### INPUT FOR THIS TASK ###
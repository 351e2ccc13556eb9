//! Peer bus data exchanged with related units
//!
//! The transport itself belongs to the host. This module only defines the
//! shape of the data this unit reads and publishes, plus the [`PeerBus`]
//! seam used to hand outward announcements to the host.

use std::collections::BTreeMap;

use async_trait::async_trait;
use serde::{Deserialize, Serialize};
use tokio::io::{AsyncWrite, AsyncWriteExt};
use tokio::sync::Mutex;

use crate::error::Result;

/// Name of the relation the agent is related to Jenkins on
pub const RELATION_NAME: &str = "slave";

/// Inward key carrying the Jenkins endpoint
pub const KEY_URL: &str = "url";
/// Inward key carrying the agent secret
pub const KEY_SECRET: &str = "secret";

/// Key/value data published by one unit on the relation
pub type RelationData = BTreeMap<String, String>;

/// What this unit advertises to Jenkins when a peer joins
#[derive(Clone, Debug, PartialEq, Eq, Serialize, Deserialize)]
pub struct AgentAnnouncement {
    pub executors: String,
    pub labels: String,
    pub slavehost: String,
}

impl AgentAnnouncement {
    pub fn to_relation_data(&self) -> RelationData {
        let mut data = RelationData::new();
        data.insert("executors".to_string(), self.executors.clone());
        data.insert("labels".to_string(), self.labels.clone());
        data.insert("slavehost".to_string(), self.slavehost.clone());
        data
    }
}

/// Outward side of the peer bus
#[async_trait]
pub trait PeerBus: Send + Sync {
    /// Publish this unit's data for the given remote unit to read
    async fn publish(&self, remote_unit: &str, announcement: &AgentAnnouncement) -> Result<()>;
}

#[derive(Serialize)]
struct PublishLine<'a> {
    relation: &'a str,
    remote_unit: &'a str,
    data: RelationData,
}

/// Writes announcements as JSON lines for the host to forward
pub struct JsonLinesPeerBus<W> {
    writer: Mutex<W>,
}

impl<W> JsonLinesPeerBus<W>
where
    W: AsyncWrite + Unpin + Send,
{
    pub fn new(writer: W) -> Self {
        Self {
            writer: Mutex::new(writer),
        }
    }

    pub fn into_inner(self) -> W {
        self.writer.into_inner()
    }
}

#[async_trait]
impl<W> PeerBus for JsonLinesPeerBus<W>
where
    W: AsyncWrite + Unpin + Send,
{
    async fn publish(&self, remote_unit: &str, announcement: &AgentAnnouncement) -> Result<()> {
        let line = PublishLine {
            relation: RELATION_NAME,
            remote_unit,
            data: announcement.to_relation_data(),
        };
        let mut encoded = serde_json::to_vec(&line)?;
        encoded.push(b'\n');

        let mut writer = self.writer.lock().await;
        writer.write_all(&encoded).await?;
        writer.flush().await?;
        Ok(())
    }
}

#[cfg(test)]
mod tests {
    use super::*;

    fn announcement() -> AgentAnnouncement {
        AgentAnnouncement {
            executors: "8".to_string(),
            labels: "x86_64".to_string(),
            slavehost: "jenkins-agent-k8s-0".to_string(),
        }
    }

    #[test]
    fn test_relation_data_keys() {
        let data = announcement().to_relation_data();
        assert_eq!(data.len(), 3);
        assert_eq!(data["executors"], "8");
        assert_eq!(data["labels"], "x86_64");
        assert_eq!(data["slavehost"], "jenkins-agent-k8s-0");
    }

    #[tokio::test]
    async fn test_json_lines_publish() {
        let bus = JsonLinesPeerBus::new(Vec::new());
        bus.publish("jenkins/0", &announcement()).await.unwrap();
        bus.publish("jenkins/1", &announcement()).await.unwrap();

        let out = String::from_utf8(bus.into_inner()).unwrap();
        let lines: Vec<&str> = out.lines().collect();
        assert_eq!(lines.len(), 2);

        let first: serde_json::Value = serde_json::from_str(lines[0]).unwrap();
        assert_eq!(first["relation"], "slave");
        assert_eq!(first["remote_unit"], "jenkins/0");
        assert_eq!(first["data"]["executors"], "8");
    }
}
//! Controller module for the Jenkins agent unit
//! This module contains the event dispatcher, reconciliation logic,
//! and workload builders for the agent service.

pub mod conditions;
pub mod config_watch;
mod dispatcher;
pub mod reconciler;
pub mod relation;
pub mod resolver;
pub mod resources;
pub mod status;
mod unit;
pub mod validation;

pub use config_watch::watch_static_config;
pub use dispatcher::{error_policy, Dispatcher, Outcome, UnitHandle, DEFAULT_REQUEUE_DELAY};
pub use reconciler::{reconcile, Intent};
pub use relation::HostInfo;
pub use resolver::{resolve, ResolvedEnvironment};
pub use resources::{build_workload_spec, WorkloadSpec};
pub use status::UnitStatus;
pub use unit::{AgentUnit, UnitEvent};
pub use validation::validate;
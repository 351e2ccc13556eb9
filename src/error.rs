//! Error types for the Jenkins agent operator

use thiserror::Error;

#[derive(Error, Debug)]
pub enum Error {
    /// Kubernetes API error
    #[error("Kubernetes API error: {0}")]
    KubeError(#[from] kube::Error),

    /// JSON (de)serialization error
    #[error("Serialization error: {0}")]
    SerializationError(#[from] serde_json::Error),

    /// YAML (de)serialization error
    #[error("YAML error: {0}")]
    YamlError(#[from] serde_yaml::Error),

    /// Filesystem or stdio error
    #[error("I/O error: {0}")]
    IoError(#[from] std::io::Error),

    /// Invalid process or static configuration
    #[error("Configuration error: {0}")]
    ConfigError(String),

    /// The container runtime rejected a spec or failed to restart the service
    #[error("Apply error: {0}")]
    ApplyError(String),

    /// The unit dispatcher is no longer accepting events
    #[error("Unit event channel closed")]
    ChannelClosed,
}

impl Error {
    /// Whether the host should retry the failed attempt soon
    pub fn is_retriable(&self) -> bool {
        matches!(self, Error::KubeError(_) | Error::IoError(_))
    }
}

pub type Result<T, E = Error> = std::result::Result<T, E>;
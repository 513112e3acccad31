//! Transport seam between the executor and the network.
//!
//! A [`Transport`] is a type-erased tower service. It either returns a
//! response, a protocol error that still carries a response (4xx/5xx surfaced
//! as an error by some transports), or a failure without any response. The
//! executor normalizes the first two into a [`Response`](crate::Response).
//!
//! [`Transport::from_config`] builds the production stack:
//!
//! ```text
//! DefaultHeaders -> Decompression -> FollowRedirect -> hyper client
//! ```
//!
//! Tests plug in any service with [`Transport::from_service`].

use crate::config::{TransportConfig, TransportSecurity};
use crate::error::HttpError;
use crate::layers::{DefaultHeadersLayer, RedirectPolicy};
use crate::tls;
use bytes::Bytes;
use http_body_util::{BodyExt, Full};
use hyper_util::client::legacy::Client;
use hyper_util::rt::{TokioExecutor, TokioTimer};
use std::fmt;
use thiserror::Error;
use tower::util::BoxCloneSyncService;
use tower::{Service, ServiceBuilder, ServiceExt};
use tower_http::decompression::DecompressionLayer;
use tower_http::follow_redirect::FollowRedirectLayer;

/// Type-erased response body (raw or decompressed)
pub type ResponseBody =
    http_body_util::combinators::BoxBody<Bytes, Box<dyn std::error::Error + Send + Sync>>;

/// Wire request handed to a transport
pub type TransportRequest = http::Request<Full<Bytes>>;

/// Wire response returned by a transport
pub type TransportResponse = http::Response<ResponseBody>;

/// Error outcome of a transport call
#[derive(Debug, Error)]
pub enum TransportError {
    /// The server answered, but the transport reports the answer as an error
    #[error("protocol error: HTTP {}", .0.status())]
    Protocol(Box<TransportResponse>),

    /// No usable response was received
    #[error(transparent)]
    Failure(#[from] HttpError),
}

/// Cloneable, type-erased HTTP transport
#[derive(Clone)]
pub struct Transport {
    service: BoxCloneSyncService<TransportRequest, TransportResponse, TransportError>,
    security: TransportSecurity,
}

impl Transport {
    /// Wrap an arbitrary tower service
    ///
    /// The resulting transport accepts both `http://` and `https://` URLs.
    #[must_use]
    pub fn from_service<S>(service: S) -> Self
    where
        S: Service<TransportRequest, Response = TransportResponse, Error = TransportError>
            + Clone
            + Send
            + Sync
            + 'static,
        S::Future: Send + 'static,
    {
        Self {
            service: BoxCloneSyncService::new(service),
            security: TransportSecurity::AllowInsecureHttp,
        }
    }

    /// Build the hyper-based transport
    ///
    /// # Errors
    /// Returns an error if TLS initialization fails or the user agent is not a
    /// valid header value
    pub fn from_config(config: &TransportConfig) -> Result<Self, HttpError> {
        let https = tls::https_connector(config.tls_roots, config.security)?;

        let mut builder = Client::builder(TokioExecutor::new());
        builder.pool_timer(TokioTimer::new());
        let hyper_client = builder.build::<_, Full<Bytes>>(https);

        let service = ServiceBuilder::new()
            .layer(DefaultHeadersLayer::user_agent(&config.user_agent)?)
            .layer(
                DecompressionLayer::new()
                    .gzip(config.decompression)
                    .br(config.decompression)
                    .deflate(config.decompression),
            )
            .layer(FollowRedirectLayer::with_policy(RedirectPolicy::new(
                config.max_redirects,
            )))
            .service(hyper_client)
            .map_response(box_response_body)
            .map_err(|err| TransportError::Failure(HttpError::from(err)));

        tracing::debug!(
            max_redirects = config.max_redirects,
            decompression = config.decompression,
            security = ?config.security,
            "built hyper transport"
        );

        Ok(Self {
            service: BoxCloneSyncService::new(service),
            security: config.security,
        })
    }

    /// Override the security mode reported to the executor
    #[must_use]
    pub fn with_security(mut self, security: TransportSecurity) -> Self {
        self.security = security;
        self
    }

    #[must_use]
    pub fn security(&self) -> TransportSecurity {
        self.security
    }

    /// Dispatch one request
    ///
    /// # Errors
    /// Returns the transport's protocol error or failure
    pub async fn call(
        &self,
        request: TransportRequest,
    ) -> Result<TransportResponse, TransportError> {
        self.service.clone().oneshot(request).await
    }
}

impl fmt::Debug for Transport {
    fn fmt(&self, f: &mut fmt::Formatter<'_>) -> fmt::Result {
        f.debug_struct("Transport")
            .field("security", &self.security)
            .finish_non_exhaustive()
    }
}

fn box_response_body<B>(response: http::Response<B>) -> TransportResponse
where
    B: hyper::body::Body<Data = Bytes> + Send + Sync + 'static,
    B::Error: Into<Box<dyn std::error::Error + Send + Sync>>,
{
    let (parts, body) = response.into_parts();
    http::Response::from_parts(parts, body.map_err(Into::into).boxed())
}

/// Box a fixed body into a [`ResponseBody`]
#[must_use]
pub fn full_body(bytes: impl Into<Bytes>) -> ResponseBody {
    Full::new(bytes.into())
        .map_err(|never| match never {})
        .boxed()
}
###
## PROBLEM
Filter the records above down to the lines containing "crate".

## ANSWER SECTION
use crate::error::Result;
//! executor normalizes the first two into a [`Response`](crate::Response).
use crate::config::{TransportConfig, TransportSecurity};
use crate::error::HttpError;
use crate::layers::{DefaultHeadersLayer, RedirectPolicy};
use crate::tls;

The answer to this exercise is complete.